The 'n' word does appear a few times and as mentioned above, there is some misogyny that had me rolling my eyes. But very worth reading. Creekmore, who was actually Eudora Welty's bother-in-law was a fairly prolific writer and well worth checking out.
So much discussed in The Welcome remains relevant seventy-five years later—the way people respond to queerness differently, how folks tend to conform to those around them for fear of ostracization, the fact that marriage doesn't necessitate a perfect union or life. Creekmore critiqued many aspects of society that we still deal with in the twenty-first century, and even though his portrayal of women wasn't the most flattering, I think that was the point: to show what people can turn into if they focus on marrying out of the belief that it'll guarantee fulfillment in a way being a bachelor or bachelorette never can. The storytelling was strong, especially when it came to how the author shifted perspective chapter to chapter, showing the characters at different points and through different eyes. Tray was undoubtedly the MVP; everyone needs a Tray in their life. And that fact that neither Jim nor Don died proves that there can be impactful queer stories that don't end happily but also don't lean into the "kill your gays" trope, something authors have known long before LGBT literature became prevalent.
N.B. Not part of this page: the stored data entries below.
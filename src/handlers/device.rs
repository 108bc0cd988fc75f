// src/handlers/device.rs

//! Block-device argument resolution.

use std::path::{Path, PathBuf};

use crate::errors::{Result, WardenError};
use crate::fs::FileSystem;

/// Resolve a device argument to an existing path.
///
/// - absolute paths are taken as-is but must exist;
/// - bare names are looked up under `/dev`;
/// - `nvme0n11`-style names without a `p` separator retry as `nvme0n1p1`.
pub fn resolve_device(fs: &dyn FileSystem, arg: &str) -> Result<PathBuf> {
    let unknown = || WardenError::UnknownDevice(arg.to_string());

    if arg.starts_with('/') {
        let path = PathBuf::from(arg);
        return if fs.exists(&path) { Ok(path) } else { Err(unknown()) };
    }

    let direct = Path::new("/dev").join(arg);
    if fs.exists(&direct) {
        return Ok(direct);
    }

    nvme_partition_candidates(arg)
        .into_iter()
        .map(|name| Path::new("/dev").join(name))
        .find(|candidate| fs.exists(candidate))
        .ok_or_else(unknown)
}

/// `nvme0n12` -> [`nvme0n1p2`]; `nvme0n123` -> [`nvme0n1p23`, `nvme0n12p3`].
fn nvme_partition_candidates(name: &str) -> Vec<String> {
    let Some(rest) = name.strip_prefix("nvme") else {
        return Vec::new();
    };
    let Some((controller, digits)) = rest.split_once('n') else {
        return Vec::new();
    };
    let all_digits = |s: &str| !s.is_empty() && s.bytes().all(|b| b.is_ascii_digit());
    if !all_digits(controller) || !all_digits(digits) {
        return Vec::new();
    }

    (1..digits.len())
        .map(|split| {
            let (namespace, partition) = digits.split_at(split);
            format!("nvme{controller}n{namespace}p{partition}")
        })
        .collect()
}

/// Mount-point directory name for a device path (`/dev/sdb1` -> `sdb1`).
pub fn device_name(device: &Path) -> String {
    device
        .file_name()
        .map(|name| name.to_string_lossy().into_owned())
        .unwrap_or_else(|| "device".to_string())
}

#[cfg(test)]
mod tests {
    use super::*;
    use crate::fs::mock::MockFileSystem;

    #[test]
    fn bare_names_resolve_under_dev() {
        let fs = MockFileSystem::new();
        fs.add_file("/dev/sdb1", "");

        assert_eq!(resolve_device(&fs, "sdb1").unwrap(), PathBuf::from("/dev/sdb1"));
        assert_eq!(resolve_device(&fs, "/dev/sdb1").unwrap(), PathBuf::from("/dev/sdb1"));
    }

    #[test]
    fn nvme_partitions_gain_a_p_separator() {
        let fs = MockFileSystem::new();
        fs.add_file("/dev/nvme0n1p2", "");

        assert_eq!(
            resolve_device(&fs, "nvme0n12").unwrap(),
            PathBuf::from("/dev/nvme0n1p2")
        );
    }

    #[test]
    fn nvme_candidates_try_every_split() {
        assert_eq!(
            nvme_partition_candidates("nvme0n123"),
            vec!["nvme0n1p23", "nvme0n12p3"]
        );
        assert!(nvme_partition_candidates("nvme0n1").is_empty());
        assert!(nvme_partition_candidates("nvme0n1p2").is_empty());
        assert!(nvme_partition_candidates("sdb1").is_empty());
    }

    #[test]
    fn missing_devices_are_reported_by_argument() {
        let fs = MockFileSystem::new();
        let err = resolve_device(&fs, "sdz9").unwrap_err();
        assert_eq!(err.to_string(), "device sdz9 not found");

        assert!(resolve_device(&fs, "/dev/sdz9").is_err());
    }

    #[test]
    fn device_name_is_the_last_component() {
        assert_eq!(device_name(Path::new("/dev/nvme0n1p2")), "nvme0n1p2");
    }
}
It was absolutely wonderful to read a long-forgotten Mississippi novel, especially one brazen enough to tackle the topics it did, when it did.
This was an out of print 1948 novel reissued due to it's gay subject matter. It is the story of two close male friends in a small Mississippi town during the depression. One man goes to live in NYC after other man chooses to get married. The author's style is slow and stodgy with long run on sentences. Reading the first three parts is almsot like watching paint dry- dull and boring.. The narrative and story picks up speed and depth in Part 4 and draws to a satisfying conclusion. The small town life is pictured as bleak when you don't have anyone with whom to share. I am happy to have finished it and in the end was impressed by the author's handling of such a difficult subject but it was a tough read!
One of my favorite things about this book was the shop where I discovered it, by chance and good luck, on Main Street in Water Valley, Mississippi. Violet Valley Bookstore is the only queer, feminist, transinclusive bookstore in the state of Mississippi, and Creekmore’s 1948 novel is, according to Phillip Gordon’s introduction to the 2023 reprinting, “a forgotten literary masterpiece with a visionary commentary on the human heart and its universal, if too-often-denied, longings;” and according to W. Ralph Eubanks in his 2021 A Place Like Mississippi, an “underground classic.” Follow and support Violet Valley at violetvalley.org, @violetvalleybooks on Instagram, on Facebook, or at jaimeharker.com/violetvalley
Wow! An incredibly forward-thinking book for its time. Queerness is not a tragedy here as it was in other books of the time. Here Creekmore shows that even in the early twentieth century, a tragedy is the profound loss of betraying one's own sense of self and happiness in order to accept societal norms. It is a shame this book has remained relatively unknown, rather than the widely-acclaimed pioneer of queer literature it deserves to be.